====== Records to use ======

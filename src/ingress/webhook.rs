use std::net::SocketAddr;
use std::sync::Arc;

use alloy_primitives::Address;
use anyhow::Result;
use axum::{
    Json, Router,
    extract::{State, rejection::JsonRejection},
    http::StatusCode,
    routing::post,
};
use serde_json::json;
use tracing::{debug, error, info, warn};

use crate::ingress::{WebhookPayload, normalize_activity};
use crate::monitor::Monitor;

pub struct AppState {
    pub monitor: Arc<Monitor>,
    pub wallet: Address,
}

pub fn router(state: Arc<AppState>) -> Router {
    Router::new()
        .route("/webhook", post(handle_webhook))
        .with_state(state)
}

/// Bind the webhook listener and serve until ctrl-c.
pub async fn serve(state: Arc<AppState>, port: u16) -> Result<()> {
    let addr = SocketAddr::from(([0, 0, 0, 0], port));
    info!("Webhook listener binding to {addr}");

    let listener = tokio::net::TcpListener::bind(addr).await?;
    axum::serve(listener, router(state))
        .with_graceful_shutdown(async {
            let _ = tokio::signal::ctrl_c().await;
            info!("Shutting down webhook listener...");
        })
        .await?;
    Ok(())
}

/// Intake for pushed transfer notifications. Individual activity items are
/// handled in isolation: malformed ones are dropped with a warning, admitted
/// ones are processed in spawned tasks. The caller sees 200 whenever the
/// request itself was readable, even if zero items matched.
async fn handle_webhook(
    State(state): State<Arc<AppState>>,
    payload: Result<Json<WebhookPayload>, JsonRejection>,
) -> (StatusCode, Json<serde_json::Value>) {
    let Json(payload) = match payload {
        Ok(payload) => payload,
        Err(rejection) => {
            error!("Error processing webhook: {rejection}");
            return (
                StatusCode::INTERNAL_SERVER_ERROR,
                Json(json!({ "error": rejection.to_string() })),
            );
        }
    };

    debug!("Received webhook: {payload:?}");

    if let Some(event) = &payload.event {
        for activity in &event.activity {
            match normalize_activity(activity, state.wallet) {
                Ok(Some(transfer)) => {
                    state.monitor.handle_event(transfer);
                }
                Ok(None) => {}
                Err(e) => warn!("Dropping malformed activity record: {e}"),
            }
        }
    }

    (StatusCode::OK, Json(json!({ "success": true })))
}

#[cfg(test)]
mod tests {
    use super::*;
    use crate::external::mock::{MockChain, MockFetcher, MockPrinter};
    use crate::models::common::{IdentityKey, ProcessingState};
    use alloy_primitives::U256;
    use std::path::PathBuf;

    const WALLET: Address = Address::repeat_byte(0x11);
    const CONTRACT: Address = Address::repeat_byte(0xab);

    fn state() -> Arc<AppState> {
        let monitor = Arc::new(Monitor::new(
            Arc::new(MockChain::default()),
            Arc::new(MockFetcher::default()),
            Arc::new(MockPrinter::default()),
            WALLET,
            PathBuf::from("images"),
            false,
            None,
        ));
        Arc::new(AppState {
            monitor,
            wallet: WALLET,
        })
    }

    fn payload(to: &str, category: &str, token: &str) -> WebhookPayload {
        serde_json::from_value(json!({
            "event": {
                "activity": [{
                    "toAddress": to,
                    "category": category,
                    "contractAddress": CONTRACT.to_string(),
                    "tokenId": token,
                }]
            }
        }))
        .unwrap()
    }

    #[tokio::test]
    async fn matching_activity_is_admitted_and_acknowledged() {
        let state = state();
        let body = payload(&WALLET.to_string(), "erc721", "42");

        let (status, Json(response)) =
            handle_webhook(State(Arc::clone(&state)), Ok(Json(body))).await;

        assert_eq!(status, StatusCode::OK);
        assert_eq!(response, json!({ "success": true }));

        let key = IdentityKey {
            contract_address: CONTRACT,
            token_id: U256::from(42),
        };
        let record = state.monitor.record(&key).expect("record created");
        assert!(record.state >= ProcessingState::Pending);
    }

    #[tokio::test]
    async fn non_matching_batch_still_returns_success() {
        let state = state();
        let body = payload(&Address::repeat_byte(0x22).to_string(), "erc721", "42");

        let (status, Json(response)) =
            handle_webhook(State(Arc::clone(&state)), Ok(Json(body))).await;

        assert_eq!(status, StatusCode::OK);
        assert_eq!(response, json!({ "success": true }));
        let key = IdentityKey {
            contract_address: CONTRACT,
            token_id: U256::from(42),
        };
        assert!(state.monitor.record(&key).is_none());
    }

    #[tokio::test]
    async fn empty_body_event_is_acknowledged() {
        let state = state();
        let body: WebhookPayload = serde_json::from_value(json!({})).unwrap();

        let (status, _) = handle_webhook(State(state), Ok(Json(body))).await;
        assert_eq!(status, StatusCode::OK);
    }

    #[tokio::test]
    async fn unreadable_body_returns_internal_error() {
        use axum::body::Body;
        use axum::http::Request;
        use tower::ServiceExt;

        let app = router(state());
        let response = app
            .oneshot(
                Request::builder()
                    .method("POST")
                    .uri("/webhook")
                    .header("content-type", "application/json")
                    .body(Body::from("{not valid json"))
                    .unwrap(),
            )
            .await
            .unwrap();

        assert_eq!(response.status(), StatusCode::INTERNAL_SERVER_ERROR);

        let bytes = axum::body::to_bytes(response.into_body(), usize::MAX)
            .await
            .unwrap();
        let body: serde_json::Value = serde_json::from_slice(&bytes).unwrap();
        assert!(body.get("error").is_some());
    }
}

======

--- What you have to do ---
This calls for repeating all of the records, character for character.

--- Answer for this exercise ---
filename src/ingress/webhook.rs
use std::net::SocketAddr;
use std::sync::Arc;

use alloy_primitives::Address;
use anyhow::Result;
use axum::{
    Json, Router,
    extract::{State, rejection::JsonRejection},
    http::StatusCode,
    routing::post,
};
use serde_json::json;
use tracing::{debug, error, info, warn};

use crate::ingress::{WebhookPayload, normalize_activity};
use crate::monitor::Monitor;

pub struct AppState {
    pub monitor: Arc<Monitor>,
    pub wallet: Address,
}

pub fn router(state: Arc<AppState>) -> Router {
    Router::new()
        .route("/webhook", post(handle_webhook))
        .with_state(state)
}

/// Bind the webhook listener and serve until ctrl-c.
pub async fn serve(state: Arc<AppState>, port: u16) -> Result<()> {
    let addr = SocketAddr::from(([0, 0, 0, 0], port));
    info!("Webhook listener binding to {addr}");

    let listener = tokio::net::TcpListener::bind(addr).await?;
    axum::serve(listener, router(state))
        .with_graceful_shutdown(async {
            let _ = tokio::signal::ctrl_c().await;
            info!("Shutting down webhook listener...");
        })
        .await?;
    Ok(())
}

/// Intake for pushed transfer notifications. Individual activity items are
/// handled in isolation: malformed ones are dropped with a warning, admitted
/// ones are processed in spawned tasks. The caller sees 200 whenever the
/// request itself was readable, even if zero items matched.
async fn handle_webhook(
    State(state): State<Arc<AppState>>,
    payload: Result<Json<WebhookPayload>, JsonRejection>,
) -> (StatusCode, Json<serde_json::Value>) {
    let Json(payload) = match payload {
        Ok(payload) => payload,
        Err(rejection) => {
            error!("Error processing webhook: {rejection}");
            return (
                StatusCode::INTERNAL_SERVER_ERROR,
                Json(json!({ "error": rejection.to_string() })),
            );
        }
    };

    debug!("Received webhook: {payload:?}");

    if let Some(event) = &payload.event {
        for activity in &event.activity {
            match normalize_activity(activity, state.wallet) {
                Ok(Some(transfer)) => {
                    state.monitor.handle_event(transfer);
                }
                Ok(None) => {}
                Err(e) => warn!("Dropping malformed activity record: {e}"),
            }
        }
    }

    (StatusCode::OK, Json(json!({ "success": true })))
}

#[cfg(test)]
mod tests {
    use super::*;
    use crate::external::mock::{MockChain, MockFetcher, MockPrinter};
    use crate::models::common::{IdentityKey, ProcessingState};
    use alloy_primitives::U256;
    use std::path::PathBuf;

    const WALLET: Address = Address::repeat_byte(0x11);
    const CONTRACT: Address = Address::repeat_byte(0xab);

    fn state() -> Arc<AppState> {
        let monitor = Arc::new(Monitor::new(
            Arc::new(MockChain::default()),
            Arc::new(MockFetcher::default()),
            Arc::new(MockPrinter::default()),
            WALLET,
            PathBuf::from("images"),
            false,
            None,
        ));
        Arc::new(AppState {
            monitor,
            wallet: WALLET,
        })
    }

    fn payload(to: &str, category: &str, token: &str) -> WebhookPayload {
        serde_json::from_value(json!({
            "event": {
                "activity": [{
                    "toAddress": to,
                    "category": category,
                    "contractAddress": CONTRACT.to_string(),
                    "tokenId": token,
                }]
            }
        }))
        .unwrap()
    }

    #[tokio::test]
    async fn matching_activity_is_admitted_and_acknowledged() {
        let state = state();
        let body = payload(&WALLET.to_string(), "erc721", "42");

        let (status, Json(response)) =
            handle_webhook(State(Arc::clone(&state)), Ok(Json(body))).await;

        assert_eq!(status, StatusCode::OK);
        assert_eq!(response, json!({ "success": true }));

        let key = IdentityKey {
            contract_address: CONTRACT,
            token_id: U256::from(42),
        };
        let record = state.monitor.record(&key).expect("record created");
        assert!(record.state >= ProcessingState::Pending);
    }

    #[tokio::test]
    async fn non_matching_batch_still_returns_success() {
        let state = state();
        let body = payload(&Address::repeat_byte(0x22).to_string(), "erc721", "42");

        let (status, Json(response)) =
            handle_webhook(State(Arc::clone(&state)), Ok(Json(body))).await;

        assert_eq!(status, StatusCode::OK);
        assert_eq!(response, json!({ "success": true }));
        let key = IdentityKey {
            contract_address: CONTRACT,
            token_id: U256::from(42),
        };
        assert!(state.monitor.record(&key).is_none());
    }

    #[tokio::test]
    async fn empty_body_event_is_acknowledged() {
        let state = state();
        let body: WebhookPayload = serde_json::from_value(json!({})).unwrap();

        let (status, _) = handle_webhook(State(state), Ok(Json(body))).await;
        assert_eq!(status, StatusCode::OK);
    }

    #[tokio::test]
    async fn unreadable_body_returns_internal_error() {
        use axum::body::Body;
        use axum::http::Request;
        use tower::ServiceExt;

        let app = router(state());
        let response = app
            .oneshot(
                Request::builder()
                    .method("POST")
                    .uri("/webhook")
                    .header("content-type", "application/json")
                    .body(Body::from("{not valid json"))
                    .unwrap(),
            )
            .await
            .unwrap();

        assert_eq!(response.status(), StatusCode::INTERNAL_SERVER_ERROR);

        let bytes = axum::body::to_bytes(response.into_body(), usize::MAX)
            .await
            .unwrap();
        let body: serde_json::Value = serde_json::from_slice(&bytes).unwrap();
        assert!(body.get("error").is_some());
    }
}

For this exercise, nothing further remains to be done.